Eran las seis de la tarde del viernes 27 de marzo, desaparecían los últimos vestigios del Sol, un espeso manto de nubes dejaba caer sus lágrimas sobre Roma y el mundo se preparaba para un acontecimiento histórico. El Papa Francisco, en la soledad del hombre, se dirigía al altar que se imponía en una inhóspita Plaza de San Pedro vacía de almas, pero llena de espíritu. Sus vestiduras blancas eran el único punto de referencia en un espacio sobre el que caía todo el peso de la tristeza y de allí se expandía a todo el orbe en forma de miedo y angustia.

Fue entonces cuando el Papa hizo honor a su condición de Santo Padre y con su voz aterciopelada y serena, consoló a sus hijos desconcertados y atemorizados, dirigiéndonos una homilía para la historia, ante la atenta mirada del Santo Crucifijo Milagroso de San Marcelo, única imagen que salió ilesa del incendio que consumió su iglesia en 1519. Así fue como impartió la bendición Urbi et Orbi de manera extraordinaria, dado que la misma está reservada exclusivamente para tres ocasiones: tras la elección de un nuevo pontífice, Navidad y Domingo de Resurrección. Ulteriormente, en un acto sin precedentes, concedió la indulgencia plenaria a sus fieles, lo cual supone el perdón de sus pecados y la remisión de la pena que se deriva de los mismos (el purgatorio).
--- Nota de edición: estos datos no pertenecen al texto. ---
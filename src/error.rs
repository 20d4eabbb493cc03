//! Crate-wide error taxonomy (spec.md §7).
//!
//! Each component gets its own `derive_more`-based error enum, the way
//! `linalg::solver::LinearSolverError` does in the teacher crate. Only
//! [`ModelError`] is meant to ever be fatal (spec.md: "user input errors...
//! fail fast at startup"); every other error maps to a bounded local
//! recovery and is folded into a [`problemo::Problem`] at the boundary
//! where the caller actually needs to give up on the current call.

use derive_more::{Display, Error};

/// Rejected at model-load time. The only error class this crate treats as fatal.
#[derive(Debug, Display, Error, PartialEq, Eq, Clone)]
pub enum ModelError {
    #[display("integer variable {_0} has domain width {_1} > 1, only binaries and continuous variables are supported")]
    UnsupportedIntegerDomain(usize, i64),
    #[display("constraint {_0} is a ranged constraint (finite, distinct lb/ub); propagation does not support it")]
    RangedConstraint(usize),
    #[display("variable {_0} has lb {_1} > ub {_2}")]
    InvertedBounds(usize, f64, f64),
    #[display("model is infeasible by bound propagation alone, before any chromosome is decoded")]
    InfeasibleAtLoad,
}

/// Raised by the propagation engine (C2). Not fatal: infeasibility during
/// propagation is expected and handled by falling back to plain rounding.
#[derive(Debug, Display, Error, PartialEq, Clone, Copy)]
pub enum DomainError {
    #[display("propagation reached a fixpoint with an infeasible propagator")]
    Infeasible,
}

/// Raised by the solver-contract abstraction (§6). Every variant maps to a
/// per-decode or per-call recovery rather than a process abort.
#[derive(Debug, Display, Error, Clone)]
pub enum SolverContractError {
    #[display("LP solve failed: {_0}")]
    LpFailed(String),
    #[display("MILP solve failed: {_0}")]
    MilpFailed(String),
    #[display("presolve probe reported infeasible")]
    ProbeInfeasible,
    #[display("solver reported an internal failure: {_0}")]
    Internal(String),
}

/// Raised inside one OFP decode (C4). Always recoverable: the chromosome
/// falls back to its best-seen rounding with the worst fitness.
#[derive(Debug, Display, Error, Clone, Copy)]
pub enum OfpError {
    #[display("LP projection failed during pumping")]
    LpProjectionFailed,
    #[display("deadline reached mid-decode")]
    DeadlineReached,
}

#[derive(Debug, Display, Error, Clone, Copy)]
pub enum FixerError {
    #[display("histogram fixer probe failed and fixings were restored")]
    ProbeFailed,
}

#[derive(Debug, Display, Error, Clone, Copy)]
pub enum LocalSearchError {
    #[display("MILP local search found no solution within budget")]
    NoSolutionFound,
    #[display("local search time budget was non-positive; call skipped")]
    BudgetExhausted,
}
impl Domain {
    pub fn build(model: &Model) -> Result<Self, DomainError> {
        let n = model.n_vars();
        let lb: Vec<f64> = model.variables.iter().map(|v| v.lb).collect();
        let ub: Vec<f64> = model.variables.iter().map(|v| v.ub).collect();
        let fixed: Vec<bool> = model.variables.iter().map(|v| v.kind == VarKind::Fixed).collect();
        let kind: Vec<VarKind> = model.variables.iter().map(|v| v.kind).collect();

        let mut propagators = Vec::with_capacity(model.n_cons());
        let mut advisors: Vec<Vec<propagate::Advisor>> = vec![Vec::new(); n];
        for (i, c) in model.constraints.iter().enumerate() {
            let mut p = propagate::classify(i, crate::model::ConId(i), c, model);
            p.activity = c.activity_bounds(&lb, &ub);
            for &(crate::model::VarId(j), coef) in &propagate::row_of(&p.kind) {
                advisors[j].push(propagate::Advisor { propagator_id: i, coef, unique_infinity: false });
            }
            propagators.push(p);
        }

        let mut domain = Self {
            lb,
            ub,
            fixed,
            kind,
            propagators,
            advisors,
            queue: BinaryHeap::new(),
            infeasible: false,
            emits_this_round: vec![0; n],
        };

        for i in 0..domain.propagators.len() {
            domain.mark_dirty(i);
        }
        domain.propagate()?;
        if domain.infeasible {
            return Err(DomainError::Infeasible);
        }
        Ok(domain)
    }

    fn mark_dirty(&mut self, prop_id: usize) {
        self.propagators[prop_id].header.dirty = true;
        self.queue.push(QueueEntry { priority: self.propagators[prop_id].header.priority, id: prop_id });
    }

    /// Fix a binary variable to 0 or 1 and run propagation to fixpoint.
    pub fn fix_binary(&mut self, j: usize, value: f64) -> Result<(), DomainError> {
        if self.infeasible {
            return Err(DomainError::Infeasible);
        }
        debug_assert!(self.kind[j] == VarKind::Binary);
        if value >= 0.5 {
            self.lb[j] = 1.0;
        } else {
            self.ub[j] = 0.0;
        }
        self.fixed[j] = true;
        self.notify(j);
        self.propagate()
    }

    pub fn tighten_lb(&mut self, j: usize, new_lb: f64) -> Result<(), DomainError> {
        if self.infeasible {
            return Err(DomainError::Infeasible);
        }
        let new_lb = new_lb.min(self.ub[j]);
        if new_lb > self.lb[j] + EPS {
            self.lb[j] = new_lb;
            if (self.ub[j] - self.lb[j]).abs() < EPS {
                self.fixed[j] = true;
            }
            self.rate_limited_notify(j);
        }
        self.propagate()
    }

    pub fn tighten_ub(&mut self, j: usize, new_ub: f64) -> Result<(), DomainError> {
        if self.infeasible {
            return Err(DomainError::Infeasible);
        }
        let new_ub = new_ub.max(self.lb[j]);
        if new_ub < self.ub[j] - EPS {
            self.ub[j] = new_ub;
            if (self.ub[j] - self.lb[j]).abs() < EPS {
                self.fixed[j] = true;
            }
            self.rate_limited_notify(j);
        }
        self.propagate()
    }

    fn rate_limited_notify(&mut self, j: usize) {
        if self.emits_this_round[j] < MAX_EMITS_PER_ROUND {
            self.emits_this_round[j] += 1;
            self.notify(j);
        }
    }

    fn notify(&mut self, j: usize) {
        let props: Vec<usize> = self.advisors[j].iter().map(|a| a.propagator_id).collect();
        for pid in props {
            if !self.propagators[pid].failed() {
                self.mark_dirty(pid);
            }
        }
    }

    /// Runs the propagation queue to fixpoint or infeasibility (spec.md §4.2,
    /// "Propagation loop"). Sticky: once any propagator fails, subsequent
    /// calls return `Err` immediately without processing anything further,
    /// until [`Domain::restore`] clears it.
    pub fn propagate(&mut self) -> Result<(), DomainError> {
        if self.infeasible {
            return Err(DomainError::Infeasible);
        }
        while let Some(entry) = self.queue.pop() {
            let pid = entry.id;
            if !self.propagators[pid].header.dirty {
                continue;
            }
            self.propagators[pid].header.dirty = false;
            self.step(pid)?;
            if self.infeasible {
                return Err(DomainError::Infeasible);
            }
        }
        Ok(())
    }

    fn step(&mut self, pid: usize) -> Result<(), DomainError> {
        let kind = self.propagators[pid].kind.clone();
        let activity = self.propagators[pid].activity;
        let implied = match &kind {
            PropagatorKind::Linear { row, sense, rhs } | PropagatorKind::Knapsack { row, sense, rhs } => {
                tighten_row(row, *sense, *rhs, &self.lb, &self.ub, &self.kind, &activity)
            }
            PropagatorKind::Cardinality { vars, sense, k } => self.step_cardinality(vars, *sense, *k),
            PropagatorKind::Implies { a, b, a_coef, b_coef, sense } => {
                self.step_implies(*a, *b, *a_coef, *b_coef, *sense)
            }
            PropagatorKind::Equiv { a, b, same_sign } => self.step_equiv(*a, *b, *same_sign),
            PropagatorKind::VarBound { cont, coef_c, bin, coef_b, sense, rhs } => {
                self.step_varbound(*cont, *coef_c, *bin, *coef_b, *sense, *rhs)
            }
        };

        for imp in implied {
            let crate::propagate::linear::Implication { var, new_lb, new_ub } = imp;
            if let Some(v) = new_lb {
                self.tighten_one_lb(var.0, v, pid)?;
            }
            if let Some(v) = new_ub {
                self.tighten_one_ub(var.0, v, pid)?;
            }
            if self.infeasible {
                return Err(DomainError::Infeasible);
            }
        }

        // Refresh activity and state for this propagator after tightening.
        let row = propagate::row_of(&self.propagators[pid].kind);
        let new_activity = {
            let mut min_activity = 0.0;
            let mut max_activity = 0.0;
            let mut min_inf = 0u32;
            let mut max_inf = 0u32;
            for &(crate::model::VarId(j), coef) in &row {
                let (lo, hi) = if coef > 0.0 {
                    (coef * self.lb[j], coef * self.ub[j])
                } else {
                    (coef * self.ub[j], coef * self.lb[j])
                };
                if lo.is_infinite() { min_inf += 1 } else { min_activity += lo }
                if hi.is_infinite() { max_inf += 1 } else { max_activity += hi }
            }
            crate::model::ActivityBounds { min_activity, max_activity, min_inf, max_inf }
        };
        self.propagators[pid].activity = new_activity;
        Ok(())
    }

    fn tighten_one_lb(&mut self, j: usize, v: f64, origin: usize) -> Result<(), DomainError> {
        if self.fixed[j] {
            return Ok(());
        }
        let v = v.min(self.ub[j]);
        if v > self.lb[j] + EPS {
            self.lb[j] = v;
            if (self.ub[j] - self.lb[j]).abs() < EPS {
                self.fixed[j] = true;
            }
            if v > self.ub[j] + EPS {
                self.infeasible = true;
                self.propagators[origin].header.state = PropState::Infeasible;
                return Err(DomainError::Infeasible);
            }
            self.rate_limited_notify(j);
        }
        Ok(())
    }

    fn tighten_one_ub(&mut self, j: usize, v: f64, origin: usize) -> Result<(), DomainError> {
        if self.fixed[j] {
            return Ok(());
        }
        let v = v.max(self.lb[j]);
        if v < self.ub[j] - EPS {
            self.ub[j] = v;
            if (self.ub[j] - self.lb[j]).abs() < EPS {
                self.fixed[j] = true;
            }
            if self.lb[j] > v + EPS {
                self.infeasible = true;
                self.propagators[origin].header.state = PropState::Infeasible;
                return Err(DomainError::Infeasible);
            }
            self.rate_limited_notify(j);
        }
        Ok(())
    }

    fn step_cardinality(&mut self, vars: &[crate::model::VarId], sense: crate::model::Sense, k: f64) -> Vec<crate::propagate::linear::Implication> {
        use crate::model::Sense;
        let ones = vars.iter().filter(|v| self.lb[v.0] >= 1.0 - EPS).count() as f64;
        let free: Vec<_> = vars.iter().filter(|v| !self.fixed[v.0]).copied().collect();
        let mut out = Vec::new();
        // At `k` ones already: Le/Eq force every remaining free var to 0.
        if matches!(sense, Sense::Le | Sense::Eq) && ones >= k - EPS {
            for v in &free {
                out.push(crate::propagate::linear::Implication { var: *v, new_lb: None, new_ub: Some(0.0) });
            }
        }
        // Not enough slots left to reach `k` without every free var: Ge/Eq
        // force every remaining free var to 1.
        if matches!(sense, Sense::Ge | Sense::Eq) && ones + free.len() as f64 <= k + EPS {
            for v in &free {
                out.push(crate::propagate::linear::Implication { var: *v, new_lb: Some(1.0), new_ub: None });
            }
        }
        out
    }

    fn step_implies(
        &mut self,
        a: crate::model::VarId,
        b: crate::model::VarId,
        a_coef: f64,
        b_coef: f64,
        sense: crate::model::Sense,
    ) -> Vec<crate::propagate::linear::Implication> {
        // a_coef*x_a + b_coef*x_b {<=,>=} 0, both binary. Canonical case is
        // x_a - x_b <= 0 ("a implies b"): a==1 forces b==1; b==0 forces a==0.
        use crate::model::Sense;
        let mut out = Vec::new();
        let forward = (a_coef > 0.0) == matches!(sense, Sense::Le);
        let (hi_var, lo_var) = if forward { (a, b) } else { (b, a) };
        if self.lb[hi_var.0] >= 1.0 - EPS {
            out.push(crate::propagate::linear::Implication { var: lo_var, new_lb: Some(1.0), new_ub: None });
        }
        if self.ub[lo_var.0] <= EPS {
            out.push(crate::propagate::linear::Implication { var: hi_var, new_lb: None, new_ub: Some(0.0) });
        }
        let _ = b_coef;
        out
    }

    fn step_equiv(&mut self, a: crate::model::VarId, b: crate::model::VarId, same_sign: bool) -> Vec<crate::propagate::linear::Implication> {
        let mut out = Vec::new();
        let mirror = |v: f64| if same_sign { v } else { 1.0 - v };
        if self.fixed[a.0] {
            let target = mirror(self.lb[a.0]);
            out.push(crate::propagate::linear::Implication { var: b, new_lb: Some(target), new_ub: Some(target) });
        }
        if self.fixed[b.0] {
            let target = mirror(self.lb[b.0]);
            out.push(crate::propagate::linear::Implication { var: a, new_lb: Some(target), new_ub: Some(target) });
        }
        out
    }

    fn step_varbound(
        &mut self,
        cont: crate::model::VarId,
        coef_c: f64,
        bin: crate::model::VarId,
        coef_b: f64,
        sense: crate::model::Sense,
        rhs: f64,
    ) -> Vec<crate::propagate::linear::Implication> {
        use crate::model::Sense;
        let mut out = Vec::new();
        if !self.fixed[bin.0] {
            return out;
        }
        let y = self.lb[bin.0];
        let adjusted_rhs = rhs - coef_b * y;
        let bound = adjusted_rhs / coef_c;
        match sense {
            Sense::Le => {
                if coef_c > 0.0 {
                    out.push(crate::propagate::linear::Implication { var: cont, new_lb: None, new_ub: Some(bound) });
                } else {
                    out.push(crate::propagate::linear::Implication { var: cont, new_lb: Some(bound), new_ub: None });
                }
            }
            Sense::Ge => {
                if coef_c > 0.0 {
                    out.push(crate::propagate::linear::Implication { var: cont, new_lb: Some(bound), new_ub: None });
                } else {
                    out.push(crate::propagate::linear::Implication { var: cont, new_lb: None, new_ub: Some(bound) });
                }
            }
            Sense::Eq => {
                out.push(crate::propagate::linear::Implication { var: cont, new_lb: Some(bound), new_ub: Some(bound) });
            }
        }
        out
    }

    pub fn is_infeasible(&self) -> bool {
        self.infeasible
    }

    pub fn snapshot(&self) -> DomainSnapshot {
        DomainSnapshot {
            lb: self.lb.clone(),
            ub: self.ub.clone(),
            fixed: self.fixed.clone(),
            prop_states: self.propagators.iter().map(|p| (p.header.state, p.activity)).collect(),
            infeasible: self.infeasible,
        }
    }

    /// Rewinds to a previous snapshot. Clears every propagator's dirty bit
    /// and drops the pending queue: cached "unique infinity contributor"
    /// indices are recomputed lazily on the next bound change.
    pub fn restore(&mut self, snap: &DomainSnapshot) {
        self.lb.copy_from_slice(&snap.lb);
        self.ub.copy_from_slice(&snap.ub);
        self.fixed.copy_from_slice(&snap.fixed);
        self.infeasible = snap.infeasible;
        self.queue.clear();
        for (p, (state, activity)) in self.propagators.iter_mut().zip(&snap.prop_states) {
            p.header.dirty = false;
            p.header.state = *state;
            p.activity = *activity;
        }
        self.emits_this_round.iter_mut().for_each(|e| *e = 0);
    }

    pub fn reset_round(&mut self) {
        self.emits_this_round.iter_mut().for_each(|e| *e = 0);
    }
}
Una voz tenoril precedió la homilía, cantando con pesar y gravedad el Evangelio según San Marcos y estremeciéndose en soledad por las 284 columnas y las 88 pilastras que Bernini proyectó en una plaza ahora irreconocible; su único acompañamiento, la lluvia y un silencio ensordecedor. Tras ello, llegó la esperada bendición papal que se convirtió en un cálido aliento capaz de ahuyentar el frío de la incertidumbre que nos devasta.

No hace falta ser católico ni tan siquiera creyente para comprender que el mejor punto de cordura lo impuso el sucesor de Pedro, en un momento en el que los líderes mundiales parecen más ocupados en navegar en un mar de reproches y acusaciones. Precisamente, inició su prédica recordando la «tormenta inesperada y furiosa» que se ceñía sobre la barca de un pueblo frágil y desorientado que sobrevivió gracias a la Fe y a que todos remaron juntos.

El obispo de Roma prosiguió desgarrando nuestra soberbia con una frase que se cargó de un plumazo toda la vanidad que azota nuestra generación: «Con la tempestad, se cayó el maquillaje de esos estereotipos con los que disfrazábamos nuestros egos siempre pretenciosos de querer aparentar; y dejó al descubierto, una vez más, esa (bendita) pertenencia común de la que no podemos ni queremos evadirnos; esa pertenencia de hermanos» y recordándonos que «solos, nos hundimos». No hay mayor acto de humildad y de Fe que el reconocimiento de la necesidad de salvación.

Conocedor de nuestros errores y de los suyos propios, el sumo pontífice hurgó en la herida que la humanidad se ha causado a sí misma: «Nos hemos dejado absorber por lo material y trastornar por la prisa. No nos hemos detenido ante tus llamadas, no nos hemos despertado ante guerras e injusticias del mundo, no hemos escuchado el grito de los pobres y de nuestro planeta gravemente enfermo. Hemos continuado imperturbables, pensando en mantenernos siempre sanos en un mundo enfermo».

Pese a las tinieblas que oscurecen nuestros días, la luz de la esperanza es capaz de penetrar personificándose en los individuos de toda profesión y condición que en la adversidad hemos comprendido que eran imprescindibles. Ya nadie podrá volver sus ojos con desdén ante una cajera, una limpiadora, un médico, una enfermera, un agricultor, una transportista o un policía porque cuando todo pase, ellos serán quienes nos habrán salvado. Habrán entregado su sudor, su empeño e incluso su vida para salvar a sus iguales, emulando al Verbo que se hizo carne. En ellos residen los máximos estándares de nobleza, alzándose como el espejo en el que el resto de mortales nos deberíamos mirar. A todos cuantos interceden para librarnos de las garras de esta pandemia, GRACIAS. Ahora seamos todos uno (Juan 17, 21) para salir de la penumbra y adelantemos el amanecer que nos volverá a regar de gozo y un afecto que hoy no nos podemos mostrar.